L’occupation israélienne de la Cisjordanie, de Gaza et de Jérusalem-Est – depuis plus de 50 ans – pèse lourdement sur les populations, dans un contexte de violences permanentes et d’augmentation croissante du nombre de colonies. Dans la bande de Gaza, les conditions de vie des Palestiniens se sont considérablement dégradées : le blocus instauré en 2007 a plongé l'économie dans le chaos, asphyxiant progressivement les habitants de ce territoire, également le théâtre d'offensives militaires israéliennes régulières et dévastatrices. 

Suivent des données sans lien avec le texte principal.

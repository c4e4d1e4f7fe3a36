/// Deterministic topological scheduler
///
/// Computes the execution order for one flow snapshot using Kahn's in-degree
/// reduction over a petgraph DiGraph. Ties among ready nodes are broken
/// ascending by node id, so recomputing the order for an unchanged definition
/// always returns the identical sequence. Any node that never reaches zero
/// in-degree participates in a cycle; all such nodes are reported together.

use crate::error::EngineError;
use crate::flow::types::{Edge, Node};
use petgraph::graph::{DiGraph, NodeIndex};
use std::collections::{BTreeSet, HashMap};

/// Build the dependency graph induced by the edge list.
///
/// Edge direction = dependency: source must execute before target.
/// Fails on edges referencing unknown nodes and on duplicate node ids.
fn build_graph(
    nodes: &[Node],
    edges: &[Edge],
) -> Result<(DiGraph<String, ()>, HashMap<String, NodeIndex>), EngineError> {
    let mut graph = DiGraph::new();
    let mut index_of = HashMap::new();

    for node in nodes {
        if index_of.contains_key(&node.id) {
            return Err(EngineError::DuplicateNodeId(node.id.clone()));
        }
        let idx = graph.add_node(node.id.clone());
        index_of.insert(node.id.clone(), idx);
    }

    for edge in edges {
        let source = *index_of
            .get(&edge.source)
            .ok_or_else(|| EngineError::UnknownNode {
                edge_id: edge.id.clone(),
                node_id: edge.source.clone(),
            })?;
        let target = *index_of
            .get(&edge.target)
            .ok_or_else(|| EngineError::UnknownNode {
                edge_id: edge.id.clone(),
                node_id: edge.target.clone(),
            })?;
        graph.add_edge(source, target, ());
    }

    Ok((graph, index_of))
}

/// Compute a deterministic topological order covering every node exactly once.
///
/// Returns the ordered node ids, or a cycle error naming all unresolved nodes.
pub fn topological_order(nodes: &[Node], edges: &[Edge]) -> Result<Vec<String>, EngineError> {
    let (graph, _) = build_graph(nodes, edges)?;

    let mut in_degree: HashMap<NodeIndex, usize> = HashMap::new();
    for idx in graph.node_indices() {
        let degree = graph
            .neighbors_directed(idx, petgraph::Direction::Incoming)
            .count();
        in_degree.insert(idx, degree);
    }

    // BTreeSet keyed by node id gives the stable tie-break among ready nodes.
    let mut ready: BTreeSet<(String, NodeIndex)> = BTreeSet::new();
    for idx in graph.node_indices() {
        if in_degree[&idx] == 0 {
            ready.insert((graph[idx].clone(), idx));
        }
    }

    let mut order: Vec<String> = Vec::with_capacity(graph.node_count());

    while let Some(entry) = ready.iter().next().cloned() {
        ready.remove(&entry);
        let (node_id, idx) = entry;
        order.push(node_id);

        for succ in graph.neighbors_directed(idx, petgraph::Direction::Outgoing) {
            if let Some(degree) = in_degree.get_mut(&succ) {
                *degree -= 1;
                if *degree == 0 {
                    ready.insert((graph[succ].clone(), succ));
                }
            }
        }
    }

    if order.len() < graph.node_count() {
        let mut unresolved: Vec<String> = graph
            .node_indices()
            .filter(|idx| !order.contains(&graph[*idx]))
            .map(|idx| graph[idx].clone())
            .collect();
        unresolved.sort();
        tracing::warn!("🔁 Cycle detected among nodes: {:?}", unresolved);
        return Err(EngineError::CycleDetected { nodes: unresolved });
    }

    Ok(order)
}

#[cfg(test)]
mod tests {
    use super::*;
    use serde_json::json;

    fn node(id: &str) -> Node {
        Node {
            id: id.to_string(),
            node_type: "debug".to_string(),
            position: json!(null),
            config: json!({}),
        }
    }

    fn edge(id: &str, source: &str, target: &str) -> Edge {
        Edge {
            id: id.to_string(),
            source: source.to_string(),
            source_slot: 0,
            target: target.to_string(),
            target_slot: 0,
        }
    }

    #[test]
    fn order_is_deterministic_across_calls() {
        let nodes = vec![node("c"), node("a"), node("b"), node("d")];
        let edges = vec![
            edge("e1", "a", "d"),
            edge("e2", "b", "d"),
            edge("e3", "c", "d"),
        ];

        let first = topological_order(&nodes, &edges).unwrap();
        for _ in 0..10 {
            assert_eq!(topological_order(&nodes, &edges).unwrap(), first);
        }
        // Equal in-degree ties resolve ascending by node id.
        assert_eq!(first, vec!["a", "b", "c", "d"]);
    }

    #[test]
    fn diamond_respects_dependencies() {
        let nodes = vec![node("top"), node("left"), node("right"), node("bottom")];
        let edges = vec![
            edge("e1", "top", "left"),
            edge("e2", "top", "right"),
            edge("e3", "left", "bottom"),
            edge("e4", "right", "bottom"),
        ];
        let order = topological_order(&nodes, &edges).unwrap();
        let pos = |id: &str| order.iter().position(|n| n == id).unwrap();
        assert!(pos("top") < pos("left"));
        assert!(pos("top") < pos("right"));
        assert!(pos("left") < pos("bottom"));
        assert!(pos("right") < pos("bottom"));
    }

    #[test]
    fn cycle_reports_all_unresolved_nodes() {
        let nodes = vec![node("a"), node("b"), node("c"), node("free")];
        let edges = vec![
            edge("e1", "a", "b"),
            edge("e2", "b", "c"),
            edge("e3", "c", "a"),
        ];
        match topological_order(&nodes, &edges) {
            Err(EngineError::CycleDetected { nodes }) => {
                assert_eq!(nodes, vec!["a", "b", "c"]);
            }
            other => panic!("expected cycle error, got {:?}", other),
        }
    }

    #[test]
    fn dangling_edge_is_rejected() {
        let nodes = vec![node("a")];
        let edges = vec![edge("e1", "a", "ghost")];
        assert!(matches!(
            topological_order(&nodes, &edges),
            Err(EngineError::UnknownNode { .. })
        ));
    }

    #[test]
    fn duplicate_node_id_is_rejected() {
        let nodes = vec![node("a"), node("a")];
        assert!(matches!(
            topological_order(&nodes, &[]),
            Err(EngineError::DuplicateNodeId(_))
        ));
    }
}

Les restrictions de circulation imposées par les autorités israéliennes affectent durement les populations des territoires palestiniens occupés, notamment dans leur accès aux soins médicaux. Le système de santé palestinien présente de nombreuses déficiences, notamment dans des domaines spécialisés comme la chirurgie ou la santé mentale. Les équipes de Médecins Sans Frontières (MSF) interviennent donc autour de trois axes principaux : la prise en charge des cas de traumatologie, le traitement des grands brûlés et le soutien en santé mentale.
 
Les manifestations dites de la « Grande Marche du Retour », organisées à la frontière par les Gazaouis presque chaque vendredi entre 2018 et 2019 – pour faire reconnaître leurs droits sur leurs terres – ont été lourdement réprimées par les autorités israéliennes : plus de 8 000 personnes ont ainsi été blessées par balles réelles. L'urgence de leur prise en charge opératoire et la nécessité d'un suivi médical postopératoire ont impliqué un renforcement des activités de MSF à Gaza, les capacités de soins locales étant complètement submergées.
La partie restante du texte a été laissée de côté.